Our new forms of writing—blogs, Facebook, Twitter—all have precedents, analogue analogues: a notebook, a postcard, a jotting on the back of an envelope. They are exceedingly accessible. That it is easier to cultivate a wide audience for tossed off thoughts has meant a superfluity of mundane musings, to be sure. But it has also generated a democracy of ideas and quite a few rising stars, whose work we might never have been exposed to were we limited to conventional publishing channels."
---Viral marketing of the future: is it possible for 500 Days of Summer to live up to this video of Zooey Deschanel and Joseph Gordon-Levitt as Sid and Nancy?
---For Sociological Images, Dina Goldstein places Disney princesses in uncomfortably modern contexts.
---The exemplary House Next Door features an on-going conversation between Jason Bellamy and Ed Howard, this time about documentarian Errol Morris (of the amazing Gates of Heaven). I also liked Matthew Poland's discussion of the campy ("milkshake") ending of There Will Be Blood:
"It is the theatricality of the final scene—Plainview shuffling back-and-forth on a lane to maintain balance, Plainview bellowing “DRAINAGE!” as he froths saliva, Plainview hurling bowling balls at Eli as he madly lumbers toward him—that places it squarely in the category of camp. Anderson remains coolly detached with the camera, filming in the same crisp, classical style he uses in earlier scenes; consequently, we find ourselves at an aesthetic distance from the action. Sontag speaks about distinguishing "between naïve and deliberate Camp," i.e., inadvertent and self-aware camp. Innocent (and thereby effortless), the former provides the greater pleasure, she contends; the latter is too slick, too calculated to participate in naïve camp’s ebullience. TWBB’s finale, however, brilliantly upends her assertion. The scene is unabashedly outlandish, but whereas deliberate camp typically aims toward shallow parody, here the goal is more akin to alienation. The scene’s lunacy is secondary to its aesthetic function; camp defamiliarizes the film we thought we knew."
---As part of Cinema Styles' ongoing Ed Wood blogathon, Alexander Villalba examines how Tim Burton's problems with his Batman films may have led to the creation of Ed Wood.
---Times Online lines up "The 50 Best Movie Villains." The Hunter in Bambi? Also, the Times shows how tweens are taking over Hollywood.
---Andrew Sullivan found a pleasantly innovative music video by Sour.
---For Esquire, Francis Ford Coppola shares what he has learned: "The ending was clear and Michael has corrupted himself — it was over.
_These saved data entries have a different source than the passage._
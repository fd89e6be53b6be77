//! Field Mapper: parsed [`Record`] → [`Claim`]s against the static schema.

use tracing::debug;

use crate::claim::{Claim, ClaimValue};
use crate::entities::EntityLookup;
use crate::record::{FieldValue, Measurement, RankingEntry, Record};
use crate::schema::{ItemId, MAPPINGS, Mapping, Property, Schema, ValueKind};
use crate::value::Quantity;

/// Turns records into claims. Built once per process from the config.
#[derive(Debug, Clone)]
pub struct FieldMapper {
    schema: Schema,
    entities: EntityLookup,
    instance_of: Option<ItemId>,
}

impl FieldMapper {
    pub fn new(schema: Schema, entities: EntityLookup, instance_of: Option<ItemId>) -> Self {
        Self {
            schema,
            entities,
            instance_of,
        }
    }

    pub fn schema(&self) -> &Schema {
        &self.schema
    }

    /// Map a record to claims in write order: instance of, mapped table
    /// fields, platform, TOP500 id, then one performance claim per metric of
    /// every ranking entry.
    ///
    /// Values that cannot be expressed (unresolved entity, degraded numeric,
    /// unknown unit) are dropped, never reported as errors.
    pub fn map(&self, record: &Record) -> Vec<Claim> {
        let mut claims = Vec::new();

        if let Some(item) = &self.instance_of {
            claims.push(self.claim(Property::InstanceOf, ClaimValue::Item(item.clone())));
        }

        for mapping in MAPPINGS {
            let Some(value) = record.field(mapping.field) else {
                continue;
            };
            match self.map_field(mapping, value) {
                Some(v) => claims.push(self.claim(mapping.property, v)),
                None => debug!(
                    id = %record.id,
                    field = %mapping.field,
                    value = %value.text(),
                    "dropping unmappable value"
                ),
            }
        }

        if let Some(platform) = &record.platform {
            match self.entities.resolve(platform) {
                Some(item) => claims.push(self.claim(Property::Platform, ClaimValue::Item(item.clone()))),
                None => debug!(id = %record.id, platform = %platform, "unknown platform"),
            }
        }

        claims.push(self.claim(Property::Top500Id, ClaimValue::String(record.id.to_string())));

        for entry in &record.rankings {
            for m in &entry.measurements {
                if let Some(claim) = self.performance(entry, m) {
                    claims.push(claim);
                }
            }
        }

        claims
    }

    fn claim(&self, property: Property, value: ClaimValue) -> Claim {
        Claim::new(self.schema.id(property).clone(), value)
    }

    fn map_field(&self, mapping: &Mapping, value: &FieldValue) -> Option<ClaimValue> {
        match (mapping.kind, value) {
            (ValueKind::Quantity, FieldValue::Quantity(q)) => self.quantity(q),
            (ValueKind::Quantity, FieldValue::Text(_)) => None,
            (ValueKind::Text, v) => Some(ClaimValue::String(v.text())),
            (ValueKind::Entity, v) => self.entities.resolve(&v.text()).cloned().map(ClaimValue::Item),
        }
    }

    fn quantity(&self, q: &Quantity) -> Option<ClaimValue> {
        let unit = match q.unit {
            Some(u) => Some(self.entities.resolve(u.symbol())?.clone()),
            None => None,
        };
        Some(ClaimValue::Quantity {
            amount: q.amount.clone(),
            unit,
        })
    }

    /// Performance claim for one metric of a ranking entry. A role or date
    /// that cannot be expressed leaves its qualifier out; the claim stays.
    fn performance(&self, entry: &RankingEntry, m: &Measurement) -> Option<Claim> {
        let value = self.quantity(&m.value)?;
        let mut claim = self.claim(Property::Performance, value);

        match self.entities.resolve(m.metric.role_key()) {
            Some(role) => {
                claim = claim.with_qualifier(
                    self.schema.id(Property::HasRole).clone(),
                    ClaimValue::Item(role.clone()),
                );
            }
            None => debug!(metric = ?m.metric, "no role entity, qualifier omitted"),
        }
        if let Some(date) = entry.date {
            claim = claim.with_qualifier(
                self.schema.id(Property::PointInTime).clone(),
                ClaimValue::Time(date),
            );
        }
        Some(claim)
    }
}

#[cfg(test)]
mod tests {
    use super::*;
    use crate::record::{Field, Metric, SystemId};
    use crate::value::{Amount, ListDate, Unit};

    fn acme_mapper() -> FieldMapper {
        let mut entities = EntityLookup::default();
        entities.insert("Acme Corp", "Q1001".parse().unwrap());
        FieldMapper::new(Schema::default(), entities, None)
    }

    fn acme_record() -> Record {
        let mut record = Record::new(SystemId(123), "Acme One");
        record
            .fields
            .insert(Field::Manufacturer, FieldValue::Text("Acme Corp".into()));
        record.rankings.push(RankingEntry {
            rank: 1,
            date: ListDate::parse("11/2023"),
            measurements: vec![Measurement {
                metric: Metric::Rmax,
                value: Quantity::new(Amount::parse("1.5").unwrap(), Some(Unit::PetaFlops)),
            }],
        });
        record
    }

    fn with_property<'a>(claims: &'a [Claim], schema: &Schema, p: Property) -> Vec<&'a Claim> {
        claims.iter().filter(|c| &c.property == schema.id(p)).collect()
    }

    #[test]
    fn manufacturer_and_rmax_scenario() {
        let mapper = acme_mapper();
        let schema = mapper.schema().clone();
        let claims = mapper.map(&acme_record());

        let manufacturer = with_property(&claims, &schema, Property::Manufacturer);
        assert_eq!(manufacturer.len(), 1);
        assert_eq!(manufacturer[0].value, ClaimValue::Item("Q1001".parse().unwrap()));

        let perf = with_property(&claims, &schema, Property::Performance);
        assert_eq!(perf.len(), 1, "Rpeak absent, so only the Rmax claim");
        let claim = perf[0];
        assert_eq!(
            claim.value,
            ClaimValue::Quantity {
                amount: Amount::parse("1.5").unwrap(),
                unit: Some("Q3355200".parse().unwrap()),
            }
        );
        assert_eq!(
            claim.qualifier(schema.id(Property::HasRole)),
            Some(&ClaimValue::Item("Q67124296".parse().unwrap()))
        );
        assert_eq!(
            claim.qualifier(schema.id(Property::PointInTime)),
            Some(&ClaimValue::Time(ListDate { year: 2023, month: 11 }))
        );
    }

    #[test]
    fn both_metrics_share_the_date() {
        let mapper = acme_mapper();
        let schema = mapper.schema().clone();
        let mut record = acme_record();
        record.rankings[0].measurements.push(Measurement {
            metric: Metric::Rpeak,
            value: Quantity::new(Amount::parse("2").unwrap(), Some(Unit::PetaFlops)),
        });

        let claims = mapper.map(&record);
        let perf = with_property(&claims, &schema, Property::Performance);
        assert_eq!(perf.len(), 2);
        let date = schema.id(Property::PointInTime);
        assert_eq!(perf[0].qualifier(date), perf[1].qualifier(date));
        assert_ne!(
            perf[0].qualifier(schema.id(Property::HasRole)),
            perf[1].qualifier(schema.id(Property::HasRole))
        );
    }

    #[test]
    fn top500_id_always_present() {
        let mapper = acme_mapper();
        let claims = mapper.map(&Record::new(SystemId(42), "Bare"));
        assert_eq!(claims.len(), 1);
        assert_eq!(claims[0].value, ClaimValue::String("42".into()));
    }

    #[test]
    fn instance_of_comes_first() {
        let mapper = FieldMapper::new(
            Schema::default(),
            EntityLookup::default(),
            Some("Q121117".parse().unwrap()),
        );
        let claims = mapper.map(&acme_record());
        assert_eq!(claims[0].property.as_str(), "P31");
    }

    #[test]
    fn unresolved_and_degraded_values_are_dropped() {
        let mapper = acme_mapper();
        let schema = mapper.schema().clone();
        let mut record = Record::new(SystemId(5), "Odd");
        record
            .fields
            .insert(Field::OperatingSystem, FieldValue::Text("Plan 9".into()));
        record
            .fields
            .insert(Field::Memory, FieldValue::Text("unknown".into()));
        record
            .fields
            .insert(Field::Interconnect, FieldValue::Text("Slingshot-11".into()));
        record.fields.insert(
            Field::Cores,
            FieldValue::Quantity(Quantity::new(Amount::parse("1024").unwrap(), None)),
        );

        let claims = mapper.map(&record);
        assert!(with_property(&claims, &schema, Property::OperatingSystem).is_empty());
        assert!(with_property(&claims, &schema, Property::Memory).is_empty());
        let cores = with_property(&claims, &schema, Property::Cores);
        assert_eq!(
            cores[0].value,
            ClaimValue::Quantity {
                amount: Amount::parse("1024").unwrap(),
                unit: None
            }
        );
        // cores + TOP500 id
        assert_eq!(claims.len(), 2);
    }

    #[test]
    fn missing_role_entity_keeps_claim() {
        let mut entities = EntityLookup::empty();
        entities.insert("PFlop/s", "Q3355200".parse().unwrap());
        let mapper = FieldMapper::new(Schema::default(), entities, None);
        let schema = mapper.schema().clone();

        let claims = mapper.map(&acme_record());
        let perf = with_property(&claims, &schema, Property::Performance);
        assert_eq!(perf.len(), 1);
        assert_eq!(perf[0].qualifiers.len(), 1);
        assert!(perf[0].qualifier(schema.id(Property::PointInTime)).is_some());
    }

    #[test]
    fn platform_resolves_through_lookup() {
        let mut entities = EntityLookup::default();
        entities.insert("HPE Cray EX235a", "Q2002".parse().unwrap());
        let mapper = FieldMapper::new(Schema::default(), entities, None);
        let mut record = Record::new(SystemId(9), "Frontier");
        record.platform = Some("HPE Cray EX235a".into());

        let claims = mapper.map(&record);
        assert_eq!(claims[0].property.as_str(), "P400");
        assert_eq!(claims[0].value, ClaimValue::Item("Q2002".parse().unwrap()));
    }
}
So I didn't understand why they wanted to make another Godfather."
---Lastly, to prepare us for Julie & Julia, Laura Jacobs profiles Julia Child:
"For Julia’s first meal on French soil, Paul ordered sole meunière, that simplest, purest, most implicitly French preparation of fresh fish. All it required was butter, flour, parsley, lemon, precision, history, and heat. `It was heaven to eat,' Julia wrote in From Julia Child’s Kitchen—`a dining experience,' she remembered in My Life in France, `of a higher order than any I’d ever had before.' One could say it was another shaft of light, not angled upward as from a signal mirror, but piercing inward—an annunciation. `Paul and I floated out the door into the brilliant sunshine and cool air. Our first lunch together in France had been absolute perfection. It was the most exciting meal of my life.' Mrs. Child had received her vocation, her crown."
Comments
I recently read the Esquire piece on Francis as well. I guess my question would be "if he didn't think it should be made, why did he make it?" It's kind of funny that he pushes the blame on someone else, when it is he who delivered the bad movie.